START DATA SUPPLIED
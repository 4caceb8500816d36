//! Metadata streams.
//!
//! The metadata root is followed by a directory of named streams. The extractor reads three of
//! them:
//!
//! - `#~` / `#-` - the tables stream, see [`TablesHeader`]
//! - `#Strings` - identifiers, see [`Strings`]
//! - `#Blob` - signatures, see [`Blob`]
//!
//! `#US` and `#GUID` are recognised in the stream directory but never decoded.

mod blob;
mod streamheader;
mod strings;
mod tablesheader;

pub use blob::Blob;
pub use streamheader::{StreamHeader, VALID_STREAM_NAMES};
pub use strings::Strings;
pub use tablesheader::TablesHeader;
END DATA SUPPLIED
## WHAT YOU NEED TO DO
Word for word, repeat the lines from the one holding "mod tablesheader;" through the last line of the entries, both included.

## ANSWER TO THIS PROBLEM
mod tablesheader;

pub use blob::Blob;
pub use streamheader::{StreamHeader, VALID_STREAM_NAMES};
pub use strings::Strings;
pub use tablesheader::TablesHeader;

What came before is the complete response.